Membawa kembali ‘pesan’ dari guru honorer akan masalah ini yakni “ pengangkatan menjadi ASN/PNS”. Sistem yang sekarang mengenai pengangkatan  guru honorer menjadi ASN/PNS tidak dapat dilakukan secara masive layaknya dulu. Jika dilihat dari sudut pandang kuantitas pengangkatan guru honorer menjadi ASN/PNS tidak salah jika salah satu patflom media berita online menganggap era terdahulu populis terhadap guru honorer meski problematis. Jumlah pengangkatan guru pada era sebelumnya mencapai 1,1 juta sejak 2005 hingga 2014. Berbeda dengan sistem yang digunakan pada masa pemerintahan terdahulu. Guru honorer tidak lagi bisa diangkat secara otomatis dan cuma – Cuma. Kini pengangkatan guru honorer pada era ini wajib hukumnya untuk mengikuti serangkaian tes seperti peserta pendaftar ASN ( Aparatur Sipil Negara) lainnya. Hal ini bahkan ditegaskan kembali  melalui Undang-Undang Nomor 5 Tahun 2014 tentang Aparatur Sipil Negara (ASN). Berdasarkan pasal 6 dan 7, ASN ini baru nantinya akan dibagi menjadi pegawai tetap PNS dan PPPK (Pegawai Pemerintah dengan Perjanjian Kerja). Tidak ada pengecualian juga untuk guru honorer untuk menjadi PPPK, pegawai honorer mesti menjalani tes seleksi terlebih dahulu. Jika lolos, gaji dan tunjangannya menjadi setara denga PNS. Perbedaannya PPPK tidak mendapat pensiun dan kontrak kerjanya disesuaikan dengan perjanjian bersama instansi terkait. Perjanjian kerja PPPK minimal satu tahun dan dapat diperpanjang sesuai dengan kebutuhan. Acuannya adalah penilaian kinerja. Langkah tersebut merupakan upaya yang dilakukan pemerintahan era Jokowi untuk meningkatkan kualitas dan kompetensi guru PNS/ASN setelah sebelumnya hasil Uji Kompetensi Guru (UKG) pada 2017, hasil rata-ratanya tidak mencapai nilai 70. Data dari Kementerian Pendidikan dan Kebudayaan (Kemendikbud) menunjukkan rata-rata nilai UKG tertinggi didapat golongan guru Sekolah Menengah Atas, yakni 69,55 dan untuk golongan guru Sekolah Dasar, yaitu 62,22. (Beritagar,2019).

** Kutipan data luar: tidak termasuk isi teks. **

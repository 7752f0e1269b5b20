//! Timer used for the recovery poll and settle waits.

use std::time::Duration;

use async_trait::async_trait;

use crate::traits::Clock;

/// Clock backed by the tokio timer.
#[derive(Debug, Clone, Copy, Default)]
pub struct TokioClock;

#[async_trait]
impl Clock for TokioClock {
    async fn sleep(&self, duration: Duration) {
        tokio::time::sleep(duration).await;
    }
}
//! Alarm-driven instance remediation.
//!
//! When an alarm fires for an instance, the healer:
//!
//! 1. checks that the instance is running or pending
//! 2. reboots it
//! 3. polls until it reports running again, a bounded number of times
//! 4. waits for services to start and checks the application once
//!
//! and sends one alert for any failure along the way. The state machine lives
//! in [`orchestrator`]; its collaborators are the traits in [`traits`], with
//! EC2, SNS and HTTP implementations wired up by [`Healer::from_config`].

pub mod action;
pub mod alerting;
pub mod clock;
pub mod config;
pub mod event;
pub mod handler;
pub mod locks;
pub mod orchestrator;
pub mod probes;
pub mod result;
pub mod server;
pub mod traits;
pub mod types;

pub use alerting::{AlertComposer, AlertKind};
pub use config::{ConfigError, HealerConfig, RunTarget, TargetConfig, Timings};
pub use event::{AlarmEvent, MetricKind};
pub use handler::Healer;
pub use locks::InstanceLocks;
pub use orchestrator::{Collaborators, Remediator};
pub use result::{RunResult, StatusClass};
pub use traits::{ActionError, AlertSink, ApplicationProbe, Clock, InstanceProbe, RebootAction};
pub use types::{AppHealth, OutcomeKind, RemediationOutcome, RemediationRequest};
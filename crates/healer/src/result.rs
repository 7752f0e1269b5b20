//! Caller-facing result record.

use serde::{Deserialize, Serialize};

use crate::types::{OutcomeKind, RemediationOutcome};

/// Status class of a run result.
#[derive(Debug, Clone, Copy, PartialEq, Eq)]
pub enum StatusClass {
    Success,
    ClientError,
    ServerError,
}

impl StatusClass {
    #[must_use]
    pub const fn code(self) -> u16 {
        match self {
            Self::Success => 200,
            Self::ClientError => 400,
            Self::ServerError => 500,
        }
    }
}

impl From<OutcomeKind> for StatusClass {
    fn from(kind: OutcomeKind) -> Self {
        match kind {
            OutcomeKind::Success => Self::Success,
            OutcomeKind::NotRebootable => Self::ClientError,
            OutcomeKind::RebootCommandFailed
            | OutcomeKind::RebootTimedOut
            | OutcomeKind::ApplicationDown
            | OutcomeKind::UnexpectedError => Self::ServerError,
        }
    }
}

/// `{"statusCode": .., "body": ..}` returned to whoever triggered the run.
#[derive(Debug, Clone, PartialEq, Eq, Serialize, Deserialize)]
#[serde(rename_all = "camelCase")]
pub struct RunResult {
    pub status_code: u16,
    pub body: String,
}

impl RunResult {
    /// Result for a run refused because required settings are absent.
    #[must_use]
    pub fn missing_config() -> Self {
        Self {
            status_code: StatusClass::ClientError.code(),
            body: "Error: Missing environment variables (INSTANCE_ID, SNS_TOPIC_ARN, APP_URL)"
                .to_string(),
        }
    }

    #[must_use]
    pub fn is_success(&self) -> bool {
        self.status_code == StatusClass::Success.code()
    }
}

impl From<&RemediationOutcome> for RunResult {
    fn from(outcome: &RemediationOutcome) -> Self {
        let body = match outcome.kind {
            OutcomeKind::Success => "EC2 reboot successful and application is running".to_string(),
            OutcomeKind::NotRebootable => "Error: Instance is not in a rebootable state".to_string(),
            OutcomeKind::RebootCommandFailed => "Error: Failed to send reboot command".to_string(),
            OutcomeKind::RebootTimedOut => "Error: Instance did not restart".to_string(),
            OutcomeKind::ApplicationDown => {
                "Error: Application is not running after reboot".to_string()
            }
            OutcomeKind::UnexpectedError => format!("Unexpected Error: {}", outcome.detail),
        };

        Self {
            status_code: StatusClass::from(outcome.kind).code(),
            body,
        }
    }
}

Pengetatan menjadi ASN/PNS dan  sistem penerimaan calon PNS secara obyektif  ini dapat dikatakan menjadi salah satu cara Jokowi untuk mewujudkan tema dan tagline peringatan kemerdekaan Indonesia ke- 74 tahun "SDM Unggul Indonesia Maju". Terpilihnya kembali Jokowi disinggahsana pemerintahan dapat dipastikan pengangkatan guru honorer menjadi ASN/PNS untuk tahun – tahun selanjutnya akan lebih selektif dan berat mengingat progam reformasi yang diusungnya pada 2019-2024 meliputi peningkatan mutu dan kapasitas ASN.

Kebijakan tersebut tentu membawa masalah lain, meski dampak baik seperti  IPM  (Indeks Pembangunan Manusia) angka ASN menunjukan 71,39 (kategori high human development) naik dari 66,53 pada tahun 2010. Kebijakan tersebut akan bias jika menempatkan guru honorer yang sudah mengabdi bertahun -tahun bahkan ada yang hampir dua dasawarsa sejajar dengan “fresh graduate”. Hal tersebut sama halnya dengan tindakan mengaibkan jasa mereka bertahun-tahun.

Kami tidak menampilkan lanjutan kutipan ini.